=== THE DATA ===

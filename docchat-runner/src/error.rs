//! Error types for the `docchat-runner` crate.

use std::time::Duration;

use docchat_model::ModelError;
use docchat_rag::RagError;
use thiserror::Error;

/// Why a chat request did not complete.
#[derive(Debug, Error)]
pub enum ChatError {
    /// The request or the orchestrator configuration is unusable.
    #[error("Invalid parameters: {0}")]
    InvalidParameters(String),

    /// Retrieving context for the question failed.
    #[error("Retrieval failed: {0}")]
    RetrievalFailed(#[source] RagError),

    /// The completion backend failed to start or broke off mid-stream.
    #[error("Completion failed: {0}")]
    CompletionFailed(#[source] ModelError),

    /// A stage did not finish within its configured limit.
    #[error("{stage} timed out after {timeout:?}")]
    Timeout {
        /// `retrieval`, `completion` or `stream`.
        stage: &'static str,
        /// The configured limit.
        timeout: Duration,
    },

    /// The caller cancelled the request.
    #[error("Request cancelled")]
    Cancelled,
}

impl ChatError {
    /// Short machine-readable code, used on the wire.
    pub fn code(&self) -> &'static str {
        match self {
            ChatError::InvalidParameters(_) => "invalid_parameters",
            ChatError::RetrievalFailed(_) => "retrieval_failed",
            ChatError::CompletionFailed(_) => "completion_failed",
            ChatError::Timeout { .. } => "timeout",
            ChatError::Cancelled => "cancelled",
        }
    }
}

/// Result type alias for chat operations.
pub type Result<T> = std::result::Result<T, ChatError>;

#[cfg(test)]
mod tests {
    use super::*;

    #[test]
    fn codes_are_stable() {
        let timeout = ChatError::Timeout { stage: "stream", timeout: Duration::from_secs(1) };
        assert_eq!(timeout.code(), "timeout");
        assert_eq!(timeout.to_string(), "stream timed out after 1s");
        assert_eq!(ChatError::Cancelled.code(), "cancelled");
        let rejected = ModelError::Rejected { provider: "p".into(), message: "m".into() };
        assert_eq!(ChatError::CompletionFailed(rejected).code(), "completion_failed");
    }
}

===

## PROBLEM TO SOLVE
Identify every line above with the string "RagError" in it. Copy those lines.

## RESULT OF THIS TASK
use docchat_rag::RagError;
    RetrievalFailed(#[source] RagError),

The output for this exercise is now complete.